- Directed by: Eric Red
- Written by: Eric Red
- Produced by: Eric Red
- Starring: Edgard Mourino Darwin Joston Konrad Sheehan Frank Ferrara
- Edited by: Eric Red
- Distributed by: Scorpion Releasing
- Release date: 1981;
- Running time: 26 minutes
- Country: United States
- Language: English

= Gunmen's Blues =

Gunmen's Blues is a 1981 independent short film written and directed by Eric Red.

==Plot==
A mysterious, middle-aged man wearing a dark suit and black leather gloves is the only customer in a Hoboken, New Jersey bar. He looks longingly at a picture of a woman that he keeps in his wallet. He then has a tense conversation with the bartender, in which he reveals that he once lived in Hoboken years ago, but is now passing through "on business" because he is a "travelling salesman."

While the man is in the bar's restroom, a teenage boy named Lake, dressed as a cowboy and brandishing a gun, bursts into the bar. He tells the bartender that the middle-aged man is actually the "Man with No Name" (a.k.a. "Mr. Smith"), a notorious hitman on the FBI's "most wanted" list. Using a makeshift silencer, Lake shoots and kills the bartender and ambushes the "Man with No Name" when the older man returns to pay his bill.

Lake, a violent but inexperienced gunman, holds the "Man with No Name" at gunpoint and reveals his intention to kill the hitman in order to bolster his own criminal reputation; but the hitman calmly outwits the teenager, lulls him into a false sense of security, and then knocks him out with a punch. However, Lake recovers, the two struggle, and Lake pins the hitman to the floor and prepares to shoot him in cold blood. During a brief exchange of words, the hitman realizes that (unbeknownst to the boy) his young challenger is the son that he was forced to abandon years earlier. Appealing to Lake's vanity, the hitman convinces the boy to engage him in a fair test of their respective skills: a fast draw.

The two have a showdown, which the "Man with No Name" easily wins by shooting the gun out of Lake's hand. Instead of killing the teenager, he shoots the boy's other hand. Demoralized, defeated, and suffering from the pain of two wounded hands, the teenager slumps to floor. The "Man with No Name" then reveals that he is Lake's father; he proves it by taking out his wallet and showing the boy the picture of the woman he was looking at earlier. The woman in the picture was the hitman's beloved, deceased wife as well as Lake's mother.

The hitman tells the boy that, years earlier, he had fallen in love with and married Lake's mother and had given up his life of crime. However, when Lake was a baby, a man came to challenge the hitman to showdown, and, not finding him home, killed the hitman's wife instead. Unable to take care of the boy, the hitman resumed his criminal career and abandoned Lake.
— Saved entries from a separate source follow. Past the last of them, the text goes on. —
//! Command-line arguments for the worktimer binary.
//!
//! Uses clap derive macro for argument parsing.

use std::path::PathBuf;

use clap::Parser;

use crate::types::WidgetConfig;

// ============================================================================
// CLI Structure
// ============================================================================

/// Work/break countdown timer for the terminal
#[derive(Parser, Debug)]
#[command(
    name = "worktimer",
    version,
    about = "Work/break countdown timer",
    long_about = "Runs one or more work/break countdown pairs in the terminal.\n\
                  Type commands on stdin: add [work] [break], remove <n>, \
                  update <n> <work> <break>, begin <n>, stop <n>, away, back, quit."
)]
pub struct Cli {
    /// Work duration in seconds for a fresh pair
    #[arg(
        short,
        long,
        default_value = "1500",
        value_parser = clap::value_parser!(u64).range(1..)
    )]
    pub work: u64,

    /// Break duration in seconds for a fresh pair
    #[arg(
        short,
        long = "break",
        default_value = "300",
        value_parser = clap::value_parser!(u64).range(1..)
    )]
    pub break_secs: u64,

    /// Clock period in milliseconds
    #[arg(
        long,
        default_value = "1000",
        value_parser = clap::value_parser!(u64).range(1..)
    )]
    pub tick_ms: u64,

    /// Settings file (defaults to ~/.worktimer/settings.json)
    #[arg(short, long)]
    pub settings: Option<PathBuf>,

    /// Directory listing the alert sounds
    #[arg(long, default_value = "Sounds")]
    pub sounds: PathBuf,

    /// Index of the alert sound in the sorted listing
    #[arg(short, long, default_value = "0")]
    pub alert_sound: usize,

    /// Disable alert sounds
    #[arg(short, long)]
    pub mute: bool,

    /// Enable verbose output for debugging
    #[arg(short, long)]
    pub verbose: bool,
}

impl Cli {
    /// Builds the widget configuration from the parsed arguments.
    pub fn into_config(self) -> WidgetConfig {
        WidgetConfig {
            tick_interval_ms: self.tick_ms,
            default_work_secs: self.work,
            default_break_secs: self.break_secs,
            settings_path: self.settings,
            sounds_dir: self.sounds,
            alert_sound: self.alert_sound,
            mute: self.mute,
        }
    }
}

// ============================================================================
// Tests
// ============================================================================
Finally reunited, father and son embrace, but their reunion is interrupted when the police show up outside the bar. In order to save Lake from the consequences of the bartender's murder, the hitman quickly rearranges to the crime scene to implicate himself and make it look like a botched robbery attempt. Before the cops storm the bar, he gives Lake his wallet, tells him that he can be anything he wants to be, but also advises him against becoming a gunman. As a policeman breaks through the door, the hitman levels his gun at the cop, winks at Lake, and is killed when the policeman shoots him in the chest.

==Cast==
- Edgard Mourino as Bartender
- Darwin Joston as Man with No Name / Mr. Smith
- Konrad Sheehan as Lake
- Frank Ferrara as Cop

==Background==
Filmed on location in Hoboken, New Jersey, Gunmen's Blues is a two-character film made while Eric Red was a student at the AFI Conservatory as his first film. He went broke trying to get national distribution for the film, and had to drive a cab in New York for a year to recoup. The film was followed by Red's second, the award-winning short Telephone.

The film is a modern-day western set in a Hoboken bar about a showdown between Smith (Darwin Joston), a notorious middle-aged hitman and the violent, impulsive, but inexperienced Lake (Konrad Sheehan), a young thug who wants to kill Smith in order to bolster his own criminal reputation. Lake kills the bartender (Edgard Mourino), but his wounded by Smith in their showdown. The confrontation leads to unexpected revelations and tragedy as the gunman realizes that his young challenger is the son he was forced to abandon years earlier.

==Release==
Gunmen's Blues was broadcast on the USA Network's Night Flight series in the early 1980s, but it has never been released theatrically. The film was uploaded to Google Videos in 2009 and can still be viewed there.